- EXERCISE GOAL: Every line of the data must appear again in the answer, exactly as written.

(Stored entries)
■ ■ ■ ■
//! [`ContainerRuntime`] backed by the docker CLI.

use crate::runtime::{ContainerEvent, ContainerInfo, ContainerRuntime, LABEL_SESSION, parse_event};
use crate::{Error, Result};
use async_process::{Command, Stdio};
use async_trait::async_trait;
use chrono::{DateTime, Utc};
use futures::stream::{self, BoxStream, StreamExt};
use futures_lite::io::{AsyncBufReadExt, BufReader};
use std::path::Path;
use std::process::Output;
use tracing::{debug, info};

/// Drives `docker` and `docker compose` as child processes
#[derive(Debug, Clone)]
pub struct DockerCli {
    binary: String,
}

impl Default for DockerCli {
    fn default() -> Self {
        Self::new()
    }
}

impl DockerCli {
    /// Use `docker` from `PATH`
    pub fn new() -> Self {
        Self { binary: "docker".to_string() }
    }

    /// Use a specific docker binary
    pub fn with_binary(binary: impl Into<String>) -> Self {
        Self { binary: binary.into() }
    }

    async fn output(&self, args: &[String]) -> Result<Output> {
        debug!("{} {}", self.binary, args.join(" "));
        Command::new(&self.binary)
            .args(args)
            .stdin(Stdio::null())
            .output()
            .await
            .map_err(|e| Error::Docker(format!("failed to run {}: {}", self.binary, e)))
    }

    async fn run(&self, args: &[String]) -> Result<String> {
        let output = self.output(args).await?;
        if !output.status.success() {
            return Err(Error::Docker(format!(
                "{} {} failed: {}",
                self.binary,
                args.join(" "),
                String::from_utf8_lossy(&output.stderr).trim()
            )));
        }
        Ok(String::from_utf8_lossy(&output.stdout).into_owned())
    }

    /// Stream the merged stdout and stderr lines of a long-running docker command.
    ///
    /// The child is killed when the stream is dropped.
    fn follow(&self, args: &[String]) -> Result<BoxStream<'static, String>> {
        let mut child = Command::new(&self.binary)
            .args(args)
            .stdin(Stdio::null())
            .stdout(Stdio::piped())
            .stderr(Stdio::piped())
            .kill_on_drop(true)
            .spawn()
            .map_err(|e| Error::Docker(format!("failed to spawn {}: {}", self.binary, e)))?;

        let stdout = child
            .stdout
            .take()
            .ok_or_else(|| Error::Docker("child stdout not captured".to_string()))?;
        let stderr = child
            .stderr
            .take()
            .ok_or_else(|| Error::Docker("child stderr not captured".to_string()))?;

        let out = BufReader::new(stdout)
            .lines()
            .filter_map(|line| futures::future::ready(line.ok()));
        let err = BufReader::new(stderr)
            .lines()
            .filter_map(|line| futures::future::ready(line.ok()));
        let merged = stream::select(out, err).boxed();

        Ok(stream::unfold((merged, child), |(mut merged, child)| async move {
            let line = merged.next().await?;
            Some((line, (merged, child)))
        })
        .boxed())
    }

    fn compose_args(session: &str, compose_file: &Path) -> Vec<String> {
        let mut args = vec!["compose".to_string(), "-p".to_string(), session.to_string()];
        if compose_file.exists() {
            args.push("-f".to_string());
            args.push(compose_file.display().to_string());
        }
        args
    }

    fn session_filter(session: &str) -> String {
        format!("label={}={}", LABEL_SESSION, session)
    }

    /// `docker events` replaying from `since`, so events emitted before the
    /// subscription is live are still delivered
    fn events_args(session: &str, since: DateTime<Utc>) -> Vec<String> {
        vec![
            "events".to_string(),
            "--since".to_string(),
            format!("{}.{:09}", since.timestamp(), since.timestamp_subsec_nanos()),
            "--filter".to_string(),
            "type=container".to_string(),
            "--filter".to_string(),
            Self::session_filter(session),
            "--format".to_string(),
            "{{json .}}".to_string(),
        ]
    }
}

#[async_trait]
impl ContainerRuntime for DockerCli {
    async fn image_exists(&self, image: &str) -> Result<bool> {
        let args = ["image", "inspect", "--format", "{{.Id}}", image].map(String::from);
        Ok(self.output(&args).await?.status.success())
    }

    async fn pull_image(&self, image: &str, platform: Option<&str>) -> Result<()> {
        let mut args = vec!["pull".to_string()];
        if let Some(platform) = platform {
            args.push("--platform".to_string());
            args.push(platform.to_string());
        }
        args.push(image.to_string());

        let output = self.output(&args).await?;
        if !output.status.success() {
            return Err(Error::Pull {
                image: image.to_string(),
                message: String::from_utf8_lossy(&output.stderr).trim().to_string(),
            });
        }
        Ok(())
    }

    async fn compose_up(&self, session: &str, compose_file: &Path) -> Result<()> {
        let mut args = Self::compose_args(session, compose_file);
        args.extend(["up", "-d"].map(String::from));
        info!("Starting compose project {}", session);

        let output = self.output(&args).await?;
        if !output.status.success() {
            return Err(Error::Compose(
                String::from_utf8_lossy(&output.stderr).trim().to_string(),
            ));
        }
        Ok(())
    }

    async fn compose_down(&self, session: &str, compose_file: &Path, keep_volumes: bool) -> Result<()> {
        let mut args = Self::compose_args(session, compose_file);
        args.push("down".to_string());
        if !keep_volumes {
            args.push("-v".to_string());
        }
        info!("Tearing down compose project {}", session);

        let output = self.output(&args).await?;
        if !output.status.success() {
            return Err(Error::Compose(
                String::from_utf8_lossy(&output.stderr).trim().to_string(),
            ));
        }
        Ok(())
    }

    async fn events(&self, session: &str) -> Result<BoxStream<'static, ContainerEvent>> {
        let args = Self::events_args(session, Utc::now());
        let lines = self.follow(&args)?;
        Ok(lines
            .filter_map(|line| futures::future::ready(parse_event(&line)))
            .boxed())
    }

    async fn containers(&self, session: &str) -> Result<Vec<ContainerInfo>> {
        let args = [
            "ps".to_string(),
            "--filter".to_string(),
            Self::session_filter(session),
            "--format".to_string(),
            "{{.ID}}|{{.Label \"service\"}}".to_string(),
            "--no-trunc".to_string(),
        ];
        let out = self.run(&args).await?;
        Ok(out
            .lines()
            .filter_map(|line| {
                let (id, service) = line.trim().split_once('|')?;
                Some(ContainerInfo { id: id.to_string(), service: service.to_string() })
            })
            .collect())
    }

    async fn logs(&self, container: &str) -> Result<BoxStream<'static, String>> {
        let args = ["logs", "-f", "--tail", "all", container].map(String::from);
        self.follow(&args)
    }

    async fn kill_session(&self, session: &str) -> Result<()> {
        let args = ["ps".to_string(), "-q".to_string(), "--filter".to_string(), Self::session_filter(session)];
        let ids: Vec<String> = self
            .run(&args)
            .await?
            .split_whitespace()
            .map(String::from)
            .collect();
        if ids.is_empty() {
            return Ok(());
        }

        let mut args = vec!["stop".to_string(), "-s".to_string(), "SIGKILL".to_string()];
        args.extend(ids);
        self.run(&args).await?;
        Ok(())
    }
}

#[cfg(test)]
mod tests {
    use super::*;
    use chrono::TimeZone;

    #[test]
    fn test_events_replay_from_subscription_time() {
        let since = Utc.timestamp_opt(1_700_000_000, 5_000).unwrap();
        let args = DockerCli::events_args("brave-otter", since);
        assert_eq!(&args[..3], ["events", "--since", "1700000000.000005000"]);
        assert!(args.contains(&format!("label={}=brave-otter", LABEL_SESSION)));
    }
}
■ ■ ■ ■
- ANSWER TO THIS TASK:
//! [`ContainerRuntime`] backed by the docker CLI.

use crate::runtime::{ContainerEvent, ContainerInfo, ContainerRuntime, LABEL_SESSION, parse_event};
use crate::{Error, Result};
use async_process::{Command, Stdio};
use async_trait::async_trait;
use chrono::{DateTime, Utc};
use futures::stream::{self, BoxStream, StreamExt};
use futures_lite::io::{AsyncBufReadExt, BufReader};
use std::path::Path;
use std::process::Output;
use tracing::{debug, info};

/// Drives `docker` and `docker compose` as child processes
#[derive(Debug, Clone)]
pub struct DockerCli {
    binary: String,
}

impl Default for DockerCli {
    fn default() -> Self {
        Self::new()
    }
}

impl DockerCli {
    /// Use `docker` from `PATH`
    pub fn new() -> Self {
        Self { binary: "docker".to_string() }
    }

    /// Use a specific docker binary
    pub fn with_binary(binary: impl Into<String>) -> Self {
        Self { binary: binary.into() }
    }

    async fn output(&self, args: &[String]) -> Result<Output> {
        debug!("{} {}", self.binary, args.join(" "));
        Command::new(&self.binary)
            .args(args)
            .stdin(Stdio::null())
            .output()
            .await
            .map_err(|e| Error::Docker(format!("failed to run {}: {}", self.binary, e)))
    }

    async fn run(&self, args: &[String]) -> Result<String> {
        let output = self.output(args).await?;
        if !output.status.success() {
            return Err(Error::Docker(format!(
                "{} {} failed: {}",
                self.binary,
                args.join(" "),
                String::from_utf8_lossy(&output.stderr).trim()
            )));
        }
        Ok(String::from_utf8_lossy(&output.stdout).into_owned())
    }

    /// Stream the merged stdout and stderr lines of a long-running docker command.
    ///
    /// The child is killed when the stream is dropped.
    fn follow(&self, args: &[String]) -> Result<BoxStream<'static, String>> {
        let mut child = Command::new(&self.binary)
            .args(args)
            .stdin(Stdio::null())
            .stdout(Stdio::piped())
            .stderr(Stdio::piped())
            .kill_on_drop(true)
            .spawn()
            .map_err(|e| Error::Docker(format!("failed to spawn {}: {}", self.binary, e)))?;

        let stdout = child
            .stdout
            .take()
            .ok_or_else(|| Error::Docker("child stdout not captured".to_string()))?;
        let stderr = child
            .stderr
            .take()
            .ok_or_else(|| Error::Docker("child stderr not captured".to_string()))?;

        let out = BufReader::new(stdout)
            .lines()
            .filter_map(|line| futures::future::ready(line.ok()));
        let err = BufReader::new(stderr)
            .lines()
            .filter_map(|line| futures::future::ready(line.ok()));
        let merged = stream::select(out, err).boxed();

        Ok(stream::unfold((merged, child), |(mut merged, child)| async move {
            let line = merged.next().await?;
            Some((line, (merged, child)))
        })
        .boxed())
    }

    fn compose_args(session: &str, compose_file: &Path) -> Vec<String> {
        let mut args = vec!["compose".to_string(), "-p".to_string(), session.to_string()];
        if compose_file.exists() {
            args.push("-f".to_string());
            args.push(compose_file.display().to_string());
        }
        args
    }

    fn session_filter(session: &str) -> String {
        format!("label={}={}", LABEL_SESSION, session)
    }

    /// `docker events` replaying from `since`, so events emitted before the
    /// subscription is live are still delivered
    fn events_args(session: &str, since: DateTime<Utc>) -> Vec<String> {
        vec![
            "events".to_string(),
            "--since".to_string(),
            format!("{}.{:09}", since.timestamp(), since.timestamp_subsec_nanos()),
            "--filter".to_string(),
            "type=container".to_string(),
            "--filter".to_string(),
            Self::session_filter(session),
            "--format".to_string(),
            "{{json .}}".to_string(),
        ]
    }
}

#[async_trait]
impl ContainerRuntime for DockerCli {
    async fn image_exists(&self, image: &str) -> Result<bool> {
        let args = ["image", "inspect", "--format", "{{.Id}}", image].map(String::from);
        Ok(self.output(&args).await?.status.success())
    }

    async fn pull_image(&self, image: &str, platform: Option<&str>) -> Result<()> {
        let mut args = vec!["pull".to_string()];
        if let Some(platform) = platform {
            args.push("--platform".to_string());
            args.push(platform.to_string());
        }
        args.push(image.to_string());

        let output = self.output(&args).await?;
        if !output.status.success() {
            return Err(Error::Pull {
                image: image.to_string(),
                message: String::from_utf8_lossy(&output.stderr).trim().to_string(),
            });
        }
        Ok(())
    }

    async fn compose_up(&self, session: &str, compose_file: &Path) -> Result<()> {
        let mut args = Self::compose_args(session, compose_file);
        args.extend(["up", "-d"].map(String::from));
        info!("Starting compose project {}", session);

        let output = self.output(&args).await?;
        if !output.status.success() {
            return Err(Error::Compose(
                String::from_utf8_lossy(&output.stderr).trim().to_string(),
            ));
        }
        Ok(())
    }

    async fn compose_down(&self, session: &str, compose_file: &Path, keep_volumes: bool) -> Result<()> {
        let mut args = Self::compose_args(session, compose_file);
        args.push("down".to_string());
        if !keep_volumes {
            args.push("-v".to_string());
        }
        info!("Tearing down compose project {}", session);

        let output = self.output(&args).await?;
        if !output.status.success() {
            return Err(Error::Compose(
                String::from_utf8_lossy(&output.stderr).trim().to_string(),
            ));
        }
        Ok(())
    }

    async fn events(&self, session: &str) -> Result<BoxStream<'static, ContainerEvent>> {
        let args = Self::events_args(session, Utc::now());
        let lines = self.follow(&args)?;
        Ok(lines
            .filter_map(|line| futures::future::ready(parse_event(&line)))
            .boxed())
    }

    async fn containers(&self, session: &str) -> Result<Vec<ContainerInfo>> {
        let args = [
            "ps".to_string(),
            "--filter".to_string(),
            Self::session_filter(session),
            "--format".to_string(),
            "{{.ID}}|{{.Label \"service\"}}".to_string(),
            "--no-trunc".to_string(),
        ];
        let out = self.run(&args).await?;
        Ok(out
            .lines()
            .filter_map(|line| {
                let (id, service) = line.trim().split_once('|')?;
                Some(ContainerInfo { id: id.to_string(), service: service.to_string() })
            })
            .collect())
    }

    async fn logs(&self, container: &str) -> Result<BoxStream<'static, String>> {
        let args = ["logs", "-f", "--tail", "all", container].map(String::from);
        self.follow(&args)
    }

    async fn kill_session(&self, session: &str) -> Result<()> {
        let args = ["ps".to_string(), "-q".to_string(), "--filter".to_string(), Self::session_filter(session)];
        let ids: Vec<String> = self
            .run(&args)
            .await?
            .split_whitespace()
            .map(String::from)
            .collect();
        if ids.is_empty() {
            return Ok(());
        }

        let mut args = vec!["stop".to_string(), "-s".to_string(), "SIGKILL".to_string()];
        args.extend(ids);
        self.run(&args).await?;
        Ok(())
    }
}

#[cfg(test)]
mod tests {
    use super::*;
    use chrono::TimeZone;

    #[test]
    fn test_events_replay_from_subscription_time() {
        let since = Utc.timestamp_opt(1_700_000_000, 5_000).unwrap();
        let args = DockerCli::events_args("brave-otter", since);
        assert_eq!(&args[..3], ["events", "--since", "1700000000.000005000"]);
        assert!(args.contains(&format!("label={}=brave-otter", LABEL_SESSION)));
    }
}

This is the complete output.